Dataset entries
-----

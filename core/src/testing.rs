//! Deterministic stand-ins for the network and the host.
//!
//! Used by this crate's tests. Downstream crates that want to exercise page
//! logic without a backend enable the `testing` feature.

use std::collections::VecDeque;
use std::io;
use std::path::PathBuf;
use std::sync::atomic::{AtomicBool, AtomicUsize, Ordering};
use std::sync::Arc;

use async_trait::async_trait;
use parking_lot::Mutex;
use serde_json::Value;
use tokio::sync::mpsc;

use crate::host::{FileStorage, Host, MemoryStore, Navigator, Notifier, Toast};
use crate::http::{HttpRequest, HttpResponse, HttpTransport, ProgressFn, TransportFailure};
use crate::loading::{LoadingCoordinator, LoadingOverlay, OverlayError};
use crate::realtime::{RealtimeSink, RealtimeStream, RealtimeTransport};

/// What a `ScriptedTransport` does with the next request.
#[derive(Debug, Clone)]
pub enum ScriptedReply {
    Respond(HttpResponse),
    /// Fail with this reason before any response arrives.
    Fail(String),
    /// Never answer.
    Stall,
}

impl ScriptedReply {
    pub fn json(status: u16, body: Value) -> Self {
        if body.is_null() {
            ScriptedReply::Respond(HttpResponse::new(status, Vec::new()))
        } else {
            ScriptedReply::Respond(HttpResponse::json(status, &body))
        }
    }
}

/// Replays queued replies in order and records every request.
#[derive(Debug, Clone, Default)]
pub struct ScriptedTransport {
    replies: Arc<Mutex<VecDeque<ScriptedReply>>>,
    requests: Arc<Mutex<Vec<HttpRequest>>>,
}

impl ScriptedTransport {
    pub fn new() -> Self {
        Self::default()
    }

    pub fn push(&self, reply: ScriptedReply) {
        self.replies.lock().push_back(reply);
    }

    pub fn requests(&self) -> Vec<HttpRequest> {
        self.requests.lock().clone()
    }
}

#[async_trait]
impl HttpTransport for ScriptedTransport {
    async fn execute(
        &self,
        request: HttpRequest,
        progress: Option<ProgressFn>,
    ) -> Result<HttpResponse, TransportFailure> {
        let sent = request.body.as_ref().map(|body| body.len() as u64);
        self.requests.lock().push(request);
        let reply = self.replies.lock().pop_front();

        match reply {
            Some(ScriptedReply::Respond(response)) => {
                if let Some(progress) = progress {
                    let total = sent.unwrap_or(response.body.len() as u64);
                    progress(total / 2, Some(total));
                    progress(total, Some(total));
                }
                Ok(response)
            }
            Some(ScriptedReply::Fail(reason)) => Err(TransportFailure::new(reason)),
            Some(ScriptedReply::Stall) => std::future::pending().await,
            None => Err(TransportFailure::new("no scripted reply")),
        }
    }
}

/// Counts overlay transitions.
#[derive(Debug, Default)]
pub struct CountingOverlay {
    shows: AtomicUsize,
    hides: AtomicUsize,
    fail: bool,
}

impl CountingOverlay {
    /// Overlay whose show and hide always fail, after counting the call.
    pub fn failing() -> Self {
        Self {
            fail: true,
            ..Self::default()
        }
    }

    pub fn shows(&self) -> usize {
        self.shows.load(Ordering::SeqCst)
    }

    pub fn hides(&self) -> usize {
        self.hides.load(Ordering::SeqCst)
    }

    fn outcome(&self) -> Result<(), OverlayError> {
        if self.fail {
            Err(OverlayError("overlay detached".to_string()))
        } else {
            Ok(())
        }
    }
}

impl LoadingOverlay for CountingOverlay {
    fn show(&self, _title: &str) -> Result<(), OverlayError> {
        self.shows.fetch_add(1, Ordering::SeqCst);
        self.outcome()
    }

    fn hide(&self) -> Result<(), OverlayError> {
        self.hides.fetch_add(1, Ordering::SeqCst);
        self.outcome()
    }
}

#[derive(Debug, Default)]
pub struct RecordingNotifier {
    toasts: Mutex<Vec<Toast>>,
}

impl RecordingNotifier {
    pub fn toasts(&self) -> Vec<Toast> {
        self.toasts.lock().clone()
    }

    pub fn messages(&self) -> Vec<String> {
        self.toasts.lock().iter().map(|t| t.message.clone()).collect()
    }
}

impl Notifier for RecordingNotifier {
    fn toast(&self, toast: Toast) {
        self.toasts.lock().push(toast);
    }
}

#[derive(Debug, Default)]
pub struct RecordingNavigator {
    routes: Mutex<Vec<String>>,
}

impl RecordingNavigator {
    pub fn routes(&self) -> Vec<String> {
        self.routes.lock().clone()
    }
}

impl Navigator for RecordingNavigator {
    fn navigate_to(&self, route: &str) {
        self.routes.lock().push(route.to_string());
    }
}

/// Keeps saved downloads in memory.
#[derive(Debug, Default)]
pub struct MemoryFiles {
    saved: Mutex<Vec<(String, Vec<u8>)>>,
    fail: AtomicBool,
}

impl MemoryFiles {
    pub fn saved(&self) -> Vec<(String, Vec<u8>)> {
        self.saved.lock().clone()
    }

    /// Make every later save fail.
    pub fn fail_saves(&self) {
        self.fail.store(true, Ordering::SeqCst);
    }
}

impl FileStorage for MemoryFiles {
    fn save(&self, file_name: &str, bytes: &[u8]) -> io::Result<PathBuf> {
        if self.fail.load(Ordering::SeqCst) {
            return Err(io::Error::new(io::ErrorKind::Other, "storage full"));
        }
        self.saved.lock().push((file_name.to_string(), bytes.to_vec()));
        Ok(PathBuf::from("memory").join(file_name))
    }
}

/// Recording host with every surface reachable for assertions.
pub struct TestHost {
    pub store: Arc<MemoryStore>,
    pub notifier: Arc<RecordingNotifier>,
    pub navigator: Arc<RecordingNavigator>,
    pub files: Arc<MemoryFiles>,
    pub overlay: Arc<CountingOverlay>,
    loading: Arc<LoadingCoordinator>,
}

impl TestHost {
    pub fn new() -> Self {
        let overlay = Arc::new(CountingOverlay::default());
        Self {
            store: Arc::new(MemoryStore::default()),
            notifier: Arc::new(RecordingNotifier::default()),
            navigator: Arc::new(RecordingNavigator::default()),
            files: Arc::new(MemoryFiles::default()),
            loading: Arc::new(LoadingCoordinator::new(overlay.clone())),
            overlay,
        }
    }

    /// A `Host` wired to these recorders. Every call shares one coordinator.
    pub fn host(&self) -> Host {
        Host {
            store: self.store.clone(),
            notifier: self.notifier.clone(),
            navigator: self.navigator.clone(),
            storage: self.files.clone(),
            loading: Arc::clone(&self.loading),
        }
    }
}

impl Default for TestHost {
    fn default() -> Self {
        Self::new()
    }
}

#[derive(Default)]
struct RealtimeScript {
    opens: usize,
    closes: usize,
    reject_all: bool,
    reject_next: usize,
    inbound: Option<mpsc::UnboundedSender<String>>,
    sent: Vec<String>,
}

/// Realtime transport driven by the test.
///
/// Opens succeed unless told otherwise. `push` feeds text to the live
/// connection and `drop_connection` ends it from the server side.
#[derive(Clone, Default)]
pub struct ScriptedRealtime {
    script: Arc<Mutex<RealtimeScript>>,
}

impl ScriptedRealtime {
    pub fn new() -> Self {
        Self::default()
    }

    pub fn accept_all(&self) {
        let mut script = self.script.lock();
        script.reject_all = false;
        script.reject_next = 0;
    }

    pub fn reject_all(&self) {
        self.script.lock().reject_all = true;
    }

    pub fn reject_next(&self, count: usize) {
        self.script.lock().reject_next = count;
    }

    pub fn open_count(&self) -> usize {
        self.script.lock().opens
    }

    pub fn closes(&self) -> usize {
        self.script.lock().closes
    }

    pub fn sent(&self) -> Vec<String> {
        self.script.lock().sent.clone()
    }

    pub fn push(&self, text: &str) {
        if let Some(inbound) = &self.script.lock().inbound {
            let _ = inbound.send(text.to_string());
        }
    }

    pub fn drop_connection(&self) {
        self.script.lock().inbound = None;
    }
}

#[async_trait]
impl RealtimeTransport for ScriptedRealtime {
    async fn open(
        &self,
        _endpoint: &str,
    ) -> Result<(Box<dyn RealtimeSink>, Box<dyn RealtimeStream>), TransportFailure> {
        let mut script = self.script.lock();
        script.opens += 1;
        if script.reject_all {
            return Err(TransportFailure::new("connection refused"));
        }
        if script.reject_next > 0 {
            script.reject_next -= 1;
            return Err(TransportFailure::new("connection refused"));
        }
        let (tx, rx) = mpsc::unbounded_channel();
        script.inbound = Some(tx);
        Ok((
            Box::new(ScriptedSink {
                script: Arc::clone(&self.script),
            }),
            Box::new(ScriptedStream { inbound: rx }),
        ))
    }
}

struct ScriptedSink {
    script: Arc<Mutex<RealtimeScript>>,
}

#[async_trait]
impl RealtimeSink for ScriptedSink {
    async fn send_text(&mut self, text: String) -> Result<(), TransportFailure> {
        self.script.lock().sent.push(text);
        Ok(())
    }

    async fn close(&mut self) {
        self.script.lock().closes += 1;
    }
}

struct ScriptedStream {
    inbound: mpsc::UnboundedReceiver<String>,
}

#[async_trait]
impl RealtimeStream for ScriptedStream {
    async fn next_text(&mut self) -> Option<Result<String, TransportFailure>> {
        self.inbound.recv().await.map(Ok)
    }
}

-----

TASK BRIEF: Copy out all lines from the records where the word "shows" appears.

ANSWER BELOW:
    shows: AtomicUsize,
    pub fn shows(&self) -> usize {
        self.shows.load(Ordering::SeqCst)
        self.shows.fetch_add(1, Ordering::SeqCst);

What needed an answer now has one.